Go through the entries below and count the lines where the word "after" appears; give only the count.

---+---

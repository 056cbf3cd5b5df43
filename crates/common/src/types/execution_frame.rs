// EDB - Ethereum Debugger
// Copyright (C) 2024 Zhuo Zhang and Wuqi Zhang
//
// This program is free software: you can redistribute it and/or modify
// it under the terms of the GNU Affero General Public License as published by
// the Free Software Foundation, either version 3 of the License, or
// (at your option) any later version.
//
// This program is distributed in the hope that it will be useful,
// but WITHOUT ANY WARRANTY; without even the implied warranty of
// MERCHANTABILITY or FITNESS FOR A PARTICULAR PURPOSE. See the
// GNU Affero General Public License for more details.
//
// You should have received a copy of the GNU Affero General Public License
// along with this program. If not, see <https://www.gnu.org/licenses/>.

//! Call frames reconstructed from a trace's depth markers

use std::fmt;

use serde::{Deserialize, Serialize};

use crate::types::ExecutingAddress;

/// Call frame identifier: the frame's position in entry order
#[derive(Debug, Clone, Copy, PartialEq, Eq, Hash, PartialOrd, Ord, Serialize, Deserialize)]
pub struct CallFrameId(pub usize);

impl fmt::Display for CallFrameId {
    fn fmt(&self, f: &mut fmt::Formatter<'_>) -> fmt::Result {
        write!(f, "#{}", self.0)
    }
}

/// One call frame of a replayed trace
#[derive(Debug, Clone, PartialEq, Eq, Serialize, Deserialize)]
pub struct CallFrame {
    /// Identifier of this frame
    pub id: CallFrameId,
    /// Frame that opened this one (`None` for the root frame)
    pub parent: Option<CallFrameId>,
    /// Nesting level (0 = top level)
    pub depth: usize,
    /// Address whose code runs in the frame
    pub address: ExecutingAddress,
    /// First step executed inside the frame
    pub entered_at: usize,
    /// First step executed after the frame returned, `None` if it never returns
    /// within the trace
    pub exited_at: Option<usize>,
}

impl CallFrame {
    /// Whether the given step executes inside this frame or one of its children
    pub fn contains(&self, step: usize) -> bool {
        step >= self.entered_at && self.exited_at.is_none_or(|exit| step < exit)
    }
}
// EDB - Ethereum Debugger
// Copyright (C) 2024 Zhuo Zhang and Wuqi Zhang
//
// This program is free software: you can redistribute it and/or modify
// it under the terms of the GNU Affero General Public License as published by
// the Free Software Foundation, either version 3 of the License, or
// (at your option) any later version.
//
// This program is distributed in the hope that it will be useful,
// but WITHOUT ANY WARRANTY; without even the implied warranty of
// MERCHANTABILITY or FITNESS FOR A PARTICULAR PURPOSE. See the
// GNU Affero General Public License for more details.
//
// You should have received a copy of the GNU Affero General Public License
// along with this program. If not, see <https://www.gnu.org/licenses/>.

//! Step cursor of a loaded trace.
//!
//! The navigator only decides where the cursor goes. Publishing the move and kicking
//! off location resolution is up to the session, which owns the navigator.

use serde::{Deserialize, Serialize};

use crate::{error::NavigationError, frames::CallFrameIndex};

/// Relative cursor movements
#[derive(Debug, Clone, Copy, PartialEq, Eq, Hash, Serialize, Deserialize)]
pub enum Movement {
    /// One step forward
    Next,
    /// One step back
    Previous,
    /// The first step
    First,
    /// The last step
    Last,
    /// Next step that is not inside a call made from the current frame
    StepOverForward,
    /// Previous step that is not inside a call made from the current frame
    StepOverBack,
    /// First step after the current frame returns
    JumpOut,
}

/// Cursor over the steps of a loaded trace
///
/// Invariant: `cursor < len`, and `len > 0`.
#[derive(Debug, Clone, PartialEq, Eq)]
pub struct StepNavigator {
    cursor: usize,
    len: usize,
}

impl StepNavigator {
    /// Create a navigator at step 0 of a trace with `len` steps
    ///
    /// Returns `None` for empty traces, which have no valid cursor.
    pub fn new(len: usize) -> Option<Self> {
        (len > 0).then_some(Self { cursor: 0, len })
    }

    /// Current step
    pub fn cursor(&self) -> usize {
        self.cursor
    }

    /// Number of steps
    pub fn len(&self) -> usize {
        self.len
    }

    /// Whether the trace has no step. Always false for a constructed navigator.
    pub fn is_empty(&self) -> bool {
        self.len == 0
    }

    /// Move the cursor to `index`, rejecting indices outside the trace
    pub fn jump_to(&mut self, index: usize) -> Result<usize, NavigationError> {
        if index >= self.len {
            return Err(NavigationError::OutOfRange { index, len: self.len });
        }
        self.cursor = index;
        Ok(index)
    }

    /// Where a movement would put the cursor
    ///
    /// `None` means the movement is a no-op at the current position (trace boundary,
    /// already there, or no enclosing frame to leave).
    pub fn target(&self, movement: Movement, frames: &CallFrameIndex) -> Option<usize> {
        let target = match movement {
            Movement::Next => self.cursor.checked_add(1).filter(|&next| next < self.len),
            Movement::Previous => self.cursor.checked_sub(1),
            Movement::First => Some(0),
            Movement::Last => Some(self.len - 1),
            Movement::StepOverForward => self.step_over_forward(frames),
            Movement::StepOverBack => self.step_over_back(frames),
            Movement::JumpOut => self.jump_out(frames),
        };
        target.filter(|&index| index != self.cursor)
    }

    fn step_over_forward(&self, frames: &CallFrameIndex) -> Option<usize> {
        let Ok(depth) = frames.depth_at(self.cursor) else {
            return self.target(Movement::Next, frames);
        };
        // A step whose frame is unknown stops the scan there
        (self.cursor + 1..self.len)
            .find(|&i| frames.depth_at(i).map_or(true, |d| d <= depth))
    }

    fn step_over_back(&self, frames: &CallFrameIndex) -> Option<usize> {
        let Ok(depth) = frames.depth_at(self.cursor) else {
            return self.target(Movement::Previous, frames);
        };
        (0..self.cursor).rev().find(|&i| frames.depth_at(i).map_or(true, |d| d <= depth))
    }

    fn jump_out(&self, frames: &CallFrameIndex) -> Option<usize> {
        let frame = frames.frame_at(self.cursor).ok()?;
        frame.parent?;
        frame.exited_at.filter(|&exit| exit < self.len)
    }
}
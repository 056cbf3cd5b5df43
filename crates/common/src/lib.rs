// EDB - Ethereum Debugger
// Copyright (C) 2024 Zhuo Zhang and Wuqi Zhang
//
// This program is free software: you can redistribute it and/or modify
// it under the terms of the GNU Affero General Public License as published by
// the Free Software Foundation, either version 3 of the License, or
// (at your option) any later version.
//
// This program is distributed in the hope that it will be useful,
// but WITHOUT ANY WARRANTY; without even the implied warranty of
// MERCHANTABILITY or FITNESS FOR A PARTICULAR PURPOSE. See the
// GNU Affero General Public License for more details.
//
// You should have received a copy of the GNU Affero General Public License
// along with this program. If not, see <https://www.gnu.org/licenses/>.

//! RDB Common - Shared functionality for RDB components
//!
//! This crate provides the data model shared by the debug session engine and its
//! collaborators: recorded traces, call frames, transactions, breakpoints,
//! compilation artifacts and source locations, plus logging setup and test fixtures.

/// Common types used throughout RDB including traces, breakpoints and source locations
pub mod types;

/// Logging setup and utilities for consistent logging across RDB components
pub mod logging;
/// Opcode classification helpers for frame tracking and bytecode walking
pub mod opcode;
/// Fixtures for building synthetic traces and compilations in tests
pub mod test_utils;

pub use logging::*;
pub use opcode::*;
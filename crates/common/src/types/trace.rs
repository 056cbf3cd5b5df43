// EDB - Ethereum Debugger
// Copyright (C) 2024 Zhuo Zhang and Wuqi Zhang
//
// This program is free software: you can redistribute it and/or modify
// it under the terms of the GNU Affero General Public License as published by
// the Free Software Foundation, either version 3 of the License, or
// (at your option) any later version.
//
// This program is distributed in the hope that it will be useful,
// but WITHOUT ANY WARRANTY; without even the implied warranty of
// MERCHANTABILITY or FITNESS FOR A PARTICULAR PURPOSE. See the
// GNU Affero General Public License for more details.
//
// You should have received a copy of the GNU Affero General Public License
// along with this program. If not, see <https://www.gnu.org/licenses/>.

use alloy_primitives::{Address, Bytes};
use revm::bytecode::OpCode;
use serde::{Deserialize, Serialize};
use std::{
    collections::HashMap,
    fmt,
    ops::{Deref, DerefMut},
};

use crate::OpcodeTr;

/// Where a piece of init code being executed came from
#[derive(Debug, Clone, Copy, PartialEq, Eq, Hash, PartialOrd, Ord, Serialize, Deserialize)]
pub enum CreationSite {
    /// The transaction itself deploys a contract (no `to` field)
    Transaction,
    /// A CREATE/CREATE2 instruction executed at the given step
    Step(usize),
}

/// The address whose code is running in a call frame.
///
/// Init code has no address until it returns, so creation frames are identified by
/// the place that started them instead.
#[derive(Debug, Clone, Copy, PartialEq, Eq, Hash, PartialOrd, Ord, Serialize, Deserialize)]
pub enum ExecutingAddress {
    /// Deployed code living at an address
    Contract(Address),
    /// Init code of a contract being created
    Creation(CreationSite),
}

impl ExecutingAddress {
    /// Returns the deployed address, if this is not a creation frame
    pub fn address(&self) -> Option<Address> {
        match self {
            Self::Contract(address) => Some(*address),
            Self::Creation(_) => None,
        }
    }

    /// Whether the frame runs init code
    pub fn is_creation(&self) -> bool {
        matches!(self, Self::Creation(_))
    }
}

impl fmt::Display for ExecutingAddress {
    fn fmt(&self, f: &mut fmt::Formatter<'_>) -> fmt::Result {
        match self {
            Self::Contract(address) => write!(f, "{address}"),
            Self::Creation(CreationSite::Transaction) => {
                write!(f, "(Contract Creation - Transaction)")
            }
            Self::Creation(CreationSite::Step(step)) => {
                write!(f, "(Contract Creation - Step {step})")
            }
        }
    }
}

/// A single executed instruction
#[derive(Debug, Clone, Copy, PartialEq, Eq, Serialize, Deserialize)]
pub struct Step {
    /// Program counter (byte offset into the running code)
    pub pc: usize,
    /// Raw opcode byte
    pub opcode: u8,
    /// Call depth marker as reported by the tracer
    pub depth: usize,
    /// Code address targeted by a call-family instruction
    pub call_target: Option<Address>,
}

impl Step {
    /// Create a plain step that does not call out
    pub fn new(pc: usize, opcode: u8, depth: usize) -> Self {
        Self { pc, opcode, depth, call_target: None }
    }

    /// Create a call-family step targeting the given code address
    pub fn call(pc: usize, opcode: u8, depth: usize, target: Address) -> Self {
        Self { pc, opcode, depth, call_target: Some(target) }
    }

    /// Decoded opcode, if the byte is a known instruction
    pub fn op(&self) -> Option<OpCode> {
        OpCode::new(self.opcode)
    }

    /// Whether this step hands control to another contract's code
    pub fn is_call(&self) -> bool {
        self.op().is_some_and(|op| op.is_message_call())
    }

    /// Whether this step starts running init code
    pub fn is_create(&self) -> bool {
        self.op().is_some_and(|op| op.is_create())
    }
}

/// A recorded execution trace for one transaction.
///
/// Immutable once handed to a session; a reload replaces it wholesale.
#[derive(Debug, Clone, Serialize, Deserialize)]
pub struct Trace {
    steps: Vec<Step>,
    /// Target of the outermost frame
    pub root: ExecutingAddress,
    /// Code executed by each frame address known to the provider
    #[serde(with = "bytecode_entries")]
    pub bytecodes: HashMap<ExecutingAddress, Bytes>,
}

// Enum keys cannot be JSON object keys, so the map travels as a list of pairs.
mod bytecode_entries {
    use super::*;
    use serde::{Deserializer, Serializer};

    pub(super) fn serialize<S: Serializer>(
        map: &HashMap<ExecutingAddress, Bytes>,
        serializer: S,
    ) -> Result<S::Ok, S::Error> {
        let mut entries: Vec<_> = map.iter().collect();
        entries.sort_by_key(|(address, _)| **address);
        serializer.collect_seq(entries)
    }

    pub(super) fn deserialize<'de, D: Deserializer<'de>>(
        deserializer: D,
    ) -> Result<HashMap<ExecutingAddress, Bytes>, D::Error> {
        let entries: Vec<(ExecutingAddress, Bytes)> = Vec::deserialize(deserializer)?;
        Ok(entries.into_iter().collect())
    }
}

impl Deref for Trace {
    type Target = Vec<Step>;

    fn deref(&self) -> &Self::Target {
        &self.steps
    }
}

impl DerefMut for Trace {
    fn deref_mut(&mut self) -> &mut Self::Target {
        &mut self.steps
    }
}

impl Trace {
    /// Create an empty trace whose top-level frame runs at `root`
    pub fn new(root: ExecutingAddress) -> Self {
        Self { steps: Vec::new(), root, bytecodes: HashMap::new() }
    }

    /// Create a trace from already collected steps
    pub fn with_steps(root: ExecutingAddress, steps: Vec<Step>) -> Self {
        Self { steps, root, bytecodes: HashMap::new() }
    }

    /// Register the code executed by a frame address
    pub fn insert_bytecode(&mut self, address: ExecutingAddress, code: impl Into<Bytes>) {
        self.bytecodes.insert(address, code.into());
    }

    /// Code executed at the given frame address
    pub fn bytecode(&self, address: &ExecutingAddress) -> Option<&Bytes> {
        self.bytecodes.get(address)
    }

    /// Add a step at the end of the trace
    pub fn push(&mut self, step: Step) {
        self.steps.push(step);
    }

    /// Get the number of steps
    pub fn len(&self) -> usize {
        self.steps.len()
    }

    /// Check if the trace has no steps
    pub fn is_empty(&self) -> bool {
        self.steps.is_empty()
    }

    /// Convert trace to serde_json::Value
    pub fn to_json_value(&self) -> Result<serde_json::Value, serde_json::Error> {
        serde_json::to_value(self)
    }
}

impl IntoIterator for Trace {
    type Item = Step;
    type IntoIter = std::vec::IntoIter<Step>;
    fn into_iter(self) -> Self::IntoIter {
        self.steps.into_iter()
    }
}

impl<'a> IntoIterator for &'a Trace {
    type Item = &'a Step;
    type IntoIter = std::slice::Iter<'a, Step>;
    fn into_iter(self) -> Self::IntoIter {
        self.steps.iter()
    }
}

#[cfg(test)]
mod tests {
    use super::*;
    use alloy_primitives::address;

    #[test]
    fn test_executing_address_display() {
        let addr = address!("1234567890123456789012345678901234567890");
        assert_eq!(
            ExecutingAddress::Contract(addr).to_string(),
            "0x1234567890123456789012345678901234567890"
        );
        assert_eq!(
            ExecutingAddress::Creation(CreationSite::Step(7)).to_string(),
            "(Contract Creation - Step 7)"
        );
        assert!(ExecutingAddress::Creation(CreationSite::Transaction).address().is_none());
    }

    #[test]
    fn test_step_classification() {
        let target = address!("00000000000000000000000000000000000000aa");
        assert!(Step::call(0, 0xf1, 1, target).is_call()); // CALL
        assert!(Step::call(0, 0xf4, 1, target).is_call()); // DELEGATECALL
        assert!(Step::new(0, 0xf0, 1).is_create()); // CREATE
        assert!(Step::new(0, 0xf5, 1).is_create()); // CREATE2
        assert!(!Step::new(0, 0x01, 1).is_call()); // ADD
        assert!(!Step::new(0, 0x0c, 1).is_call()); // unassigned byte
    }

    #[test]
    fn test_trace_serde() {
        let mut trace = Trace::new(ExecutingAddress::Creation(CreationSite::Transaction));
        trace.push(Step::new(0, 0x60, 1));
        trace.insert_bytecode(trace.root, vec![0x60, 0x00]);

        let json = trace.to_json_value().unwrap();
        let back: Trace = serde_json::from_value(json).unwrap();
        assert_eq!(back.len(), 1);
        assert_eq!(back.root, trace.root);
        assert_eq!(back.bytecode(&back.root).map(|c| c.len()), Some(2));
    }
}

---+---

▶ [RESPONSE FOR THIS EXERCISE]: 2